SOLUTION STRUCTURE OF THE DNA-BINDING DOMAIN OF THE HEAT-SHOCK TRANSCRIPTION FACTOR DETERMINED BY MULTIDIMENSIONAL HETERONUCLEAR MAGNETIC-RESONANCE SPECTROSCOPY

The solution structure of the 92-residue DNA-binding domain of the heat shock transcription factor from Kluyveromyces lactis has been determined using multidimensional NMR methods. Three-dimensional (3D) triple resonance, H-1-C-13-C-13-H-1 total correlation spectroscopy, and N-15-separated total correlation spectroscopy-heteronuclear multiple quantum correlation experiments were used along with various 2D spectra to make nearly complete assignments for the backbone and side-chain H-1, N-15, and C-13 resonances.

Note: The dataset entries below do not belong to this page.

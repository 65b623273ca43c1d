use bugzot_core::{AppError, AppResult, NonEmptyString};
use chrono::{DateTime, Utc};
use serde::{Deserialize, Serialize};

use crate::{AttachmentId, BugId, UserId};

/// Maximum attachment file name length.
pub const ATTACHMENT_FILENAME_MAX_LENGTH: usize = 255;

/// Metadata for a file attached to a bug. File bytes live elsewhere.
///
/// Re-uploading a file name on the same bug creates a new version; only the
/// newest version of each name carries `is_latest`.
#[derive(Debug, Clone, PartialEq, Eq, Serialize, Deserialize)]
pub struct Attachment {
    /// Stable identifier.
    pub id: AttachmentId,
    /// Bug the file is attached to.
    pub bug_id: BugId,
    /// User who uploaded this version.
    pub uploader_id: UserId,
    /// Original file name.
    pub filename: String,
    /// Opaque storage location supplied by the uploader.
    pub storage_path: String,
    /// Declared MIME type.
    pub mime_type: Option<String>,
    /// Size in bytes.
    pub size_bytes: i64,
    /// Version number per bug and file name, starting at 1.
    pub version: i32,
    /// Whether this is the newest version of the file name.
    pub is_latest: bool,
    /// Soft-delete marker.
    pub is_deleted: bool,
    /// Upload timestamp.
    pub uploaded_at: DateTime<Utc>,
}

/// Validated attachment metadata supplied at upload time.
#[derive(Debug, Clone, PartialEq, Eq)]
pub struct AttachmentUpload {
    filename: NonEmptyString,
    storage_path: NonEmptyString,
    mime_type: Option<String>,
    size_bytes: i64,
}

impl AttachmentUpload {
    /// Validates upload metadata.
    pub fn new(
        filename: impl Into<String>,
        storage_path: impl Into<String>,
        mime_type: Option<String>,
        size_bytes: i64,
    ) -> AppResult<Self> {
        let filename = NonEmptyString::new(filename)?;
        if filename.as_str().chars().count() > ATTACHMENT_FILENAME_MAX_LENGTH {
            return Err(AppError::Validation(format!(
                "attachment file name must not exceed {ATTACHMENT_FILENAME_MAX_LENGTH} characters"
            )));
        }

        if filename.as_str().contains(['/', '\\']) {
            return Err(AppError::Validation(
                "attachment file name must not contain path separators".to_owned(),
            ));
        }

        if size_bytes < 0 {
            return Err(AppError::Validation(
                "attachment size must not be negative".to_owned(),
            ));
        }

        let mime_type = mime_type
            .map(|value| value.trim().to_lowercase())
            .filter(|value| !value.is_empty());

        Ok(Self {
            filename,
            storage_path: NonEmptyString::new(storage_path)?,
            mime_type,
            size_bytes,
        })
    }

    /// Returns the file name.
    #[must_use]
    pub fn filename(&self) -> &str {
        self.filename.as_str()
    }

    /// Returns the storage location.
    #[must_use]
    pub fn storage_path(&self) -> &str {
        self.storage_path.as_str()
    }

    /// Returns the normalized MIME type.
    #[must_use]
    pub fn mime_type(&self) -> Option<&str> {
        self.mime_type.as_deref()
    }

    /// Returns the declared size in bytes.
    #[must_use]
    pub fn size_bytes(&self) -> i64 {
        self.size_bytes
    }
}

Five-hundred eighty-three NOE constraints identified in 3D C-13- and N-15-separated NOE spectroscopy (NOESY)-heteronuclear multiple quantum correlation spectra and a 4-dimensional C-13/C-13-edited NOESY spectrum, along with 35 phi, 9(chi 1), and 30 hydrogen bond constraints, were used to calculate 30 structures by a hybrid distance geometry/simulated annealing protocol, of which 24 were used for structural comparison. The calculations revealed that a 3-helix bundle packs against a small 4-stranded antiparallel beta-sheet. The backbone RMS deviation (RMSD) for the family of structures was 1.03 +/- 0.19 Angstrom with respect to the average structure. The topology is analogous to that of the C-terminal domain of the catabolite gene activator protein and appears to be in the helix-turn-helix family of DNA-binding proteins. The overall fold determined by the NMR data is consistent with recent crystallographic work on this domain (Harrison CJ, Bohm AA, Nelson HCM, 1994, Science 263:224) as evidenced by RMSD between backbone atoms in the NMR and X-ray structures of 1.77 +/- 0.20 Angstrom. Several differences were identified some of which may be due to protein-protein interactions in the crystal.